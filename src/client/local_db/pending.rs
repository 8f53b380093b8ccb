//! # Pending Record Operations
//!
//! [`QueueStore`] over the `pending_records` table. Each operation is a single
//! statement, so every write is atomic from the caller's point of view.

use crate::client::local_db::LocalDatabase;
use crate::client::offline::queue::{QueueStore, Result};
use crate::shared::record::PendingRecord;
use async_trait::async_trait;
use chrono::{DateTime, Utc};
use sqlx::sqlite::SqliteRow;
use sqlx::Row;

/// Queue statistics
#[derive(Debug, Clone, PartialEq, Eq)]
pub struct QueueStats {
    /// Records ever written
    pub total: u64,
    /// Records waiting for delivery
    pub pending: u64,
    /// Records already delivered
    pub synced: u64,
}

impl LocalDatabase {
    /// Get queue statistics
    pub async fn queue_stats(&self) -> Result<QueueStats> {
        let (total, pending): (i64, i64) = sqlx::query_as(
            "SELECT COUNT(*), COALESCE(SUM(CASE WHEN synced = 0 THEN 1 ELSE 0 END), 0)
             FROM pending_records",
        )
        .fetch_one(self.pool())
        .await?;

        Ok(QueueStats {
            total: total as u64,
            pending: pending as u64,
            synced: (total - pending) as u64,
        })
    }

    fn record_from_row(row: &SqliteRow) -> Result<PendingRecord> {
        let payload: String = row.try_get("payload")?;
        let created_at: DateTime<Utc> = row.try_get("created_at")?;
        Ok(PendingRecord {
            key: row.try_get("key")?,
            payload: serde_json::from_str(&payload)?,
            created_at,
            synced: row.try_get("synced")?,
        })
    }
}

#[async_trait]
impl QueueStore for LocalDatabase {
    async fn put(&self, key: &str, payload: serde_json::Value) -> Result<()> {
        let data = serde_json::to_string(&payload)?;
        sqlx::query(
            "INSERT INTO pending_records (key, payload, created_at, synced)
             VALUES (?, ?, ?, 0)
             ON CONFLICT(key) DO UPDATE SET
                payload = excluded.payload,
                created_at = excluded.created_at,
                synced = 0",
        )
        .bind(key)
        .bind(data)
        .bind(Utc::now())
        .execute(self.pool())
        .await?;
        Ok(())
    }

    async fn get(&self, key: &str) -> Result<Option<PendingRecord>> {
        let row = sqlx::query(
            "SELECT key, payload, created_at, synced FROM pending_records WHERE key = ?",
        )
        .bind(key)
        .fetch_optional(self.pool())
        .await?;

        row.as_ref().map(Self::record_from_row).transpose()
    }

    async fn list_pending(&self) -> Result<Vec<PendingRecord>> {
        let rows = sqlx::query(
            "SELECT key, payload, created_at, synced FROM pending_records
             WHERE synced = 0
             ORDER BY created_at ASC",
        )
        .fetch_all(self.pool())
        .await?;

        rows.iter().map(Self::record_from_row).collect()
    }

    async fn mark_synced(&self, key: &str) -> Result<()> {
        sqlx::query("UPDATE pending_records SET synced = 1 WHERE key = ? AND synced = 0")
            .bind(key)
            .execute(self.pool())
            .await?;
        Ok(())
    }

    async fn count_pending(&self) -> Result<usize> {
        let count: (i64,) = sqlx::query_as("SELECT COUNT(*) FROM pending_records WHERE synced = 0")
            .fetch_one(self.pool())
            .await?;
        Ok(count.0 as usize)
    }
}
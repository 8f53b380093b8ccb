/**
 * task-watch - Command-line task status watcher
 *
 * Opens the live status channel for one task and prints every frame until
 * the task finishes. Runs the offline queue and background sync alongside,
 * so records queued by earlier sessions are delivered while it watches.
 *
 * Usage: task-watch <task-id>
 */
use procurement_offline::client::offline::{ConnectivityBanner, OfflineManager};
use procurement_offline::client::sync::network_monitor::spawn_probe_loop;
use procurement_offline::client::sync::{
    BackgroundSync, ConnectivityMonitor, HttpDelivery, HttpProbe, SyncCoordinator,
};
use procurement_offline::client::task_status::{
    ChannelHandlers, ChannelState, TaskStatusChannel, WsConnector,
};
use procurement_offline::client::{Config, LocalDatabase};
use procurement_offline::shared::config::AppConfig;
use procurement_offline::shared::frame::ProcessingStatus;
use std::sync::Arc;
use std::time::Duration;

const PROBE_TIMEOUT: Duration = Duration::from_secs(5);

#[tokio::main]
async fn main() -> Result<(), Box<dyn std::error::Error>> {
    // Load environment variables from .env file if present
    dotenv::dotenv().ok();

    let env_filter = std::env::var("RUST_LOG").unwrap_or_else(|_| "info".to_string());
    tracing_subscriber::fmt()
        .with_env_filter(tracing_subscriber::EnvFilter::new(&env_filter))
        .with_writer(std::io::stderr)
        .init();

    let Some(task_id) = std::env::args().nth(1) else {
        eprintln!("usage: task-watch <task-id>");
        std::process::exit(2);
    };

    let mut builder = AppConfig::builder();
    if let Ok(path) = std::env::var("CLIENT_CONFIG") {
        builder = builder.toml_file(path)?;
    }
    let config = Config::with_builder(builder.env())?;
    tracing::info!(server = %config.server_url(), "configuration loaded");

    // Offline queue
    let db = LocalDatabase::open(config.database_path()).await?;
    let probe = Arc::new(HttpProbe::new(config.server_url(), PROBE_TIMEOUT));
    let monitor = ConnectivityMonitor::init(probe.as_ref()).await;
    let probe_loop = spawn_probe_loop(Arc::clone(&monitor), probe, config.app().probe_interval);
    let banner = ConnectivityBanner::attach(&monitor);

    let coordinator = SyncCoordinator::new(
        Arc::new(db.clone()),
        Arc::clone(&monitor),
        Arc::new(HttpDelivery::from_config(&config)?),
    );
    let offline = OfflineManager::new(coordinator.clone());
    let mut background = BackgroundSync::new(
        config.app().sync_tag.clone(),
        coordinator,
        config.app().pending_refresh,
    );
    background.start();

    let pending = offline.pending_count().await?;
    if pending > 0 {
        tracing::info!(pending, "records waiting to sync");
        let synced = offline.sync_now().await?;
        tracing::info!(synced, "initial sync pass finished");
    }
    if let Some(message) = banner.state().message() {
        eprintln!("{}", message);
    }

    // Task status
    let handlers = ChannelHandlers::new()
        .on_status_change(|frame| {
            let message = frame.message.as_deref().unwrap_or("");
            println!(
                "[{:>5.1}%] {:<18} {}",
                frame.progress,
                frame.status.label(),
                message
            );
            if frame.status == ProcessingStatus::Error {
                eprintln!("task {} failed", frame.task_id);
            }
        })
        .on_complete(|frame| {
            if let Some(data) = &frame.data {
                match serde_json::to_string_pretty(data) {
                    Ok(text) => println!("{}", text),
                    Err(e) => tracing::warn!("cannot print result: {}", e),
                }
            }
        })
        .on_error(|e| eprintln!("connection problem: {}", e));

    let mut channel = TaskStatusChannel::new(&config, Arc::new(WsConnector), handlers);
    channel.connect(&task_id).await;

    let mut state = channel.watch_state();
    let mut online = monitor.watch();
    loop {
        tokio::select! {
            _ = tokio::signal::ctrl_c() => {
                tracing::info!("interrupted");
                break;
            }
            changed = state.changed() => {
                if changed.is_err() || state.borrow_and_update().is_closed() {
                    break;
                }
            }
            changed = online.changed() => {
                if changed.is_err() {
                    break;
                }
                online.borrow_and_update();
                if let Some(message) = banner.state().message() {
                    eprintln!("{}", message);
                }
            }
        }
    }

    let final_state = channel.state();
    channel.disconnect().await;
    background.stop();
    probe_loop.abort();
    db.close().await;

    let remaining = offline.status().await.pending_records;
    if remaining > 0 {
        eprintln!("{} records still queued for the next session", remaining);
    }
    if final_state == ChannelState::Failed {
        std::process::exit(1);
    }
    Ok(())
}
---
» **Problem details**: Exactly as it appears above, retype the material in full.

» **Exercise answer**:
filename src/client/local_db/pending.rs
repository 8f53b380093b8ccb
//! # Pending Record Operations
//!
//! [`QueueStore`] over the `pending_records` table. Each operation is a single
//! statement, so every write is atomic from the caller's point of view.

use crate::client::local_db::LocalDatabase;
use crate::client::offline::queue::{QueueStore, Result};
use crate::shared::record::PendingRecord;
use async_trait::async_trait;
use chrono::{DateTime, Utc};
use sqlx::sqlite::SqliteRow;
use sqlx::Row;

/// Queue statistics
#[derive(Debug, Clone, PartialEq, Eq)]
pub struct QueueStats {
    /// Records ever written
    pub total: u64,
    /// Records waiting for delivery
    pub pending: u64,
    /// Records already delivered
    pub synced: u64,
}

impl LocalDatabase {
    /// Get queue statistics
    pub async fn queue_stats(&self) -> Result<QueueStats> {
        let (total, pending): (i64, i64) = sqlx::query_as(
            "SELECT COUNT(*), COALESCE(SUM(CASE WHEN synced = 0 THEN 1 ELSE 0 END), 0)
             FROM pending_records",
        )
        .fetch_one(self.pool())
        .await?;

        Ok(QueueStats {
            total: total as u64,
            pending: pending as u64,
            synced: (total - pending) as u64,
        })
    }

    fn record_from_row(row: &SqliteRow) -> Result<PendingRecord> {
        let payload: String = row.try_get("payload")?;
        let created_at: DateTime<Utc> = row.try_get("created_at")?;
        Ok(PendingRecord {
            key: row.try_get("key")?,
            payload: serde_json::from_str(&payload)?,
            created_at,
            synced: row.try_get("synced")?,
        })
    }
}

#[async_trait]
impl QueueStore for LocalDatabase {
    async fn put(&self, key: &str, payload: serde_json::Value) -> Result<()> {
        let data = serde_json::to_string(&payload)?;
        sqlx::query(
            "INSERT INTO pending_records (key, payload, created_at, synced)
             VALUES (?, ?, ?, 0)
             ON CONFLICT(key) DO UPDATE SET
                payload = excluded.payload,
                created_at = excluded.created_at,
                synced = 0",
        )
        .bind(key)
        .bind(data)
        .bind(Utc::now())
        .execute(self.pool())
        .await?;
        Ok(())
    }

    async fn get(&self, key: &str) -> Result<Option<PendingRecord>> {
        let row = sqlx::query(
            "SELECT key, payload, created_at, synced FROM pending_records WHERE key = ?",
        )
        .bind(key)
        .fetch_optional(self.pool())
        .await?;

        row.as_ref().map(Self::record_from_row).transpose()
    }

    async fn list_pending(&self) -> Result<Vec<PendingRecord>> {
        let rows = sqlx::query(
            "SELECT key, payload, created_at, synced FROM pending_records
             WHERE synced = 0
             ORDER BY created_at ASC",
        )
        .fetch_all(self.pool())
        .await?;

        rows.iter().map(Self::record_from_row).collect()
    }

    async fn mark_synced(&self, key: &str) -> Result<()> {
        sqlx::query("UPDATE pending_records SET synced = 1 WHERE key = ? AND synced = 0")
            .bind(key)
            .execute(self.pool())
            .await?;
        Ok(())
    }

    async fn count_pending(&self) -> Result<usize> {
        let count: (i64,) = sqlx::query_as("SELECT COUNT(*) FROM pending_records WHERE synced = 0")
            .fetch_one(self.pool())
            .await?;
        Ok(count.0 as usize)
    }
}
repository 8f53b380093b8ccb
/**
 * task-watch - Command-line task status watcher
 *
 * Opens the live status channel for one task and prints every frame until
 * the task finishes. Runs the offline queue and background sync alongside,
 * so records queued by earlier sessions are delivered while it watches.
 *
 * Usage: task-watch <task-id>
 */
use procurement_offline::client::offline::{ConnectivityBanner, OfflineManager};
use procurement_offline::client::sync::network_monitor::spawn_probe_loop;
use procurement_offline::client::sync::{
    BackgroundSync, ConnectivityMonitor, HttpDelivery, HttpProbe, SyncCoordinator,
};
use procurement_offline::client::task_status::{
    ChannelHandlers, ChannelState, TaskStatusChannel, WsConnector,
};
use procurement_offline::client::{Config, LocalDatabase};
use procurement_offline::shared::config::AppConfig;
use procurement_offline::shared::frame::ProcessingStatus;
use std::sync::Arc;
use std::time::Duration;

const PROBE_TIMEOUT: Duration = Duration::from_secs(5);

#[tokio::main]
async fn main() -> Result<(), Box<dyn std::error::Error>> {
    // Load environment variables from .env file if present
    dotenv::dotenv().ok();

    let env_filter = std::env::var("RUST_LOG").unwrap_or_else(|_| "info".to_string());
    tracing_subscriber::fmt()
        .with_env_filter(tracing_subscriber::EnvFilter::new(&env_filter))
        .with_writer(std::io::stderr)
        .init();

    let Some(task_id) = std::env::args().nth(1) else {
        eprintln!("usage: task-watch <task-id>");
        std::process::exit(2);
    };

    let mut builder = AppConfig::builder();
    if let Ok(path) = std::env::var("CLIENT_CONFIG") {
        builder = builder.toml_file(path)?;
    }
    let config = Config::with_builder(builder.env())?;
    tracing::info!(server = %config.server_url(), "configuration loaded");

    // Offline queue
    let db = LocalDatabase::open(config.database_path()).await?;
    let probe = Arc::new(HttpProbe::new(config.server_url(), PROBE_TIMEOUT));
    let monitor = ConnectivityMonitor::init(probe.as_ref()).await;
    let probe_loop = spawn_probe_loop(Arc::clone(&monitor), probe, config.app().probe_interval);
    let banner = ConnectivityBanner::attach(&monitor);

    let coordinator = SyncCoordinator::new(
        Arc::new(db.clone()),
        Arc::clone(&monitor),
        Arc::new(HttpDelivery::from_config(&config)?),
    );
    let offline = OfflineManager::new(coordinator.clone());
    let mut background = BackgroundSync::new(
        config.app().sync_tag.clone(),
        coordinator,
        config.app().pending_refresh,
    );
    background.start();

    let pending = offline.pending_count().await?;
    if pending > 0 {
        tracing::info!(pending, "records waiting to sync");
        let synced = offline.sync_now().await?;
        tracing::info!(synced, "initial sync pass finished");
    }
    if let Some(message) = banner.state().message() {
        eprintln!("{}", message);
    }

    // Task status
    let handlers = ChannelHandlers::new()
        .on_status_change(|frame| {
            let message = frame.message.as_deref().unwrap_or("");
            println!(
                "[{:>5.1}%] {:<18} {}",
                frame.progress,
                frame.status.label(),
                message
            );
            if frame.status == ProcessingStatus::Error {
                eprintln!("task {} failed", frame.task_id);
            }
        })
        .on_complete(|frame| {
            if let Some(data) = &frame.data {
                match serde_json::to_string_pretty(data) {
                    Ok(text) => println!("{}", text),
                    Err(e) => tracing::warn!("cannot print result: {}", e),
                }
            }
        })
        .on_error(|e| eprintln!("connection problem: {}", e));

    let mut channel = TaskStatusChannel::new(&config, Arc::new(WsConnector), handlers);
    channel.connect(&task_id).await;

    let mut state = channel.watch_state();
    let mut online = monitor.watch();
    loop {
        tokio::select! {
            _ = tokio::signal::ctrl_c() => {
                tracing::info!("interrupted");
                break;
            }
            changed = state.changed() => {
                if changed.is_err() || state.borrow_and_update().is_closed() {
                    break;
                }
            }
            changed = online.changed() => {
                if changed.is_err() {
                    break;
                }
                online.borrow_and_update();
                if let Some(message) = banner.state().message() {
                    eprintln!("{}", message);
                }
            }
        }
    }

    let final_state = channel.state();
    channel.disconnect().await;
    background.stop();
    probe_loop.abort();
    db.close().await;

    let remaining = offline.status().await.pending_records;
    if remaining > 0 {
        eprintln!("{} records still queued for the next session", remaining);
    }
    if final_state == ChannelState::Failed {
        std::process::exit(1);
    }
    Ok(())
}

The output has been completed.